Mexican specialty dish

A chalupa (/es/) is one of several specialty dishes of south-central Mexico, including the states of Hidalgo, Puebla, Guerrero, and Oaxaca.

==Description==
Chalupas are made by pressing a thin layer of masa dough around the outside of a small mold, in the process creating a concave container resembling the boat of the same name, and then deep frying the result to produce crisp, shallow corn cups. These are filled with various ingredients such as shredded chicken, pork, chopped onion, chipotle pepper, red salsa, and/or green salsa. They can in many cases resemble tostadas since both are made of a fried or baked masa-based dough.

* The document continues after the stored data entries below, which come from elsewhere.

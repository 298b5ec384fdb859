/// Renderer module - draw submission seam and the recording backend

pub mod command_list;
pub mod recording_command_list;

pub use command_list::{CommandList, MeshHandle, ShaderHandle};
pub use recording_command_list::{DrawCall, RecordingCommandList};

Traditional chalupas, as found in Cholula, Puebla, are small, thick, boat-shaped fried masa topped only with salsa, cheese and shredded lettuce. Other regions in Mexico add variations, which can include chorizo, pork, shredded chicken, or refried beans, in addition to the classic cheese, salsa, and lettuce toppings. In other instances, the fried masa shape is round, resembling a tostada, with traditional chalupa toppings.

== Regional variations ==

=== Puebla ===
In Puebla, chalupa refers to a dish made with small, flat tortillas which are served soft, rather than concave, crisp masa shells. In other parts of Mexico, this dish is referred to as "chalupa poblana".

===Hidalgo===
In Hidalgo, chalupas are normally made with flat fried corn tortillas, and on top is added green chili sauce, potato purée, white cheese, pulled chicken, lettuce and radish.

=== United States ===
The widespread popularity of chalupas across Mexico has also influenced Mexican-style restaurant fare in the neighboring United States. Among notable examples in the US are fast-food versions, which, unlike its Mexican namesake, are fried tortilla shells topped with multiple ingredients. A thicker tortilla shell and multiple toppings have more in common with Navajo frybread and the use of frybread as the basis for a taco than the traditional savory chalupa found in Mexico. Del Taco in Rancho Cucamonga, California has been credited with bringing the chalupa to the United States in the early 1980s. Chalupas were first introduced to the national menu at Taco Bell in 1999.